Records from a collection
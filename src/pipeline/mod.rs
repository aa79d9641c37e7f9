//! Audio pipeline components.
//!
//! The pipeline moves captured audio through the graph to the monitor:
//!
//! ```text
//! CPAL Thread → Ring Buffer → Render Loop → AudioContext → Monitor Sink
//!                                               ↓
//!                                           Analyser → Level Loop
//! ```
//!
//! - **Ring Buffer**: Lock-free SPSC queue written by the device callback
//! - **Render Loop**: Periodically drains whole quanta through the graph
//!
//! The ring buffer ensures the CPAL callback never blocks.

mod render;
mod ring_buffer;

pub(crate) use render::spawn_render_loop;
pub use ring_buffer::CaptureBuffer;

- [Action item]: Take the data above and reproduce it exactly.

- [Solution for this problem]:
filename src/pipeline/mod.rs
repository aa79d9641c37e7f9
//! Audio pipeline components.
//!
//! The pipeline moves captured audio through the graph to the monitor:
//!
//! ```text
//! CPAL Thread → Ring Buffer → Render Loop → AudioContext → Monitor Sink
//!                                               ↓
//!                                           Analyser → Level Loop
//! ```
//!
//! - **Ring Buffer**: Lock-free SPSC queue written by the device callback
//! - **Render Loop**: Periodically drains whole quanta through the graph
//!
//! The ring buffer ensures the CPAL callback never blocks.

mod render;
mod ring_buffer;

pub(crate) use render::spawn_render_loop;
pub use ring_buffer::CaptureBuffer;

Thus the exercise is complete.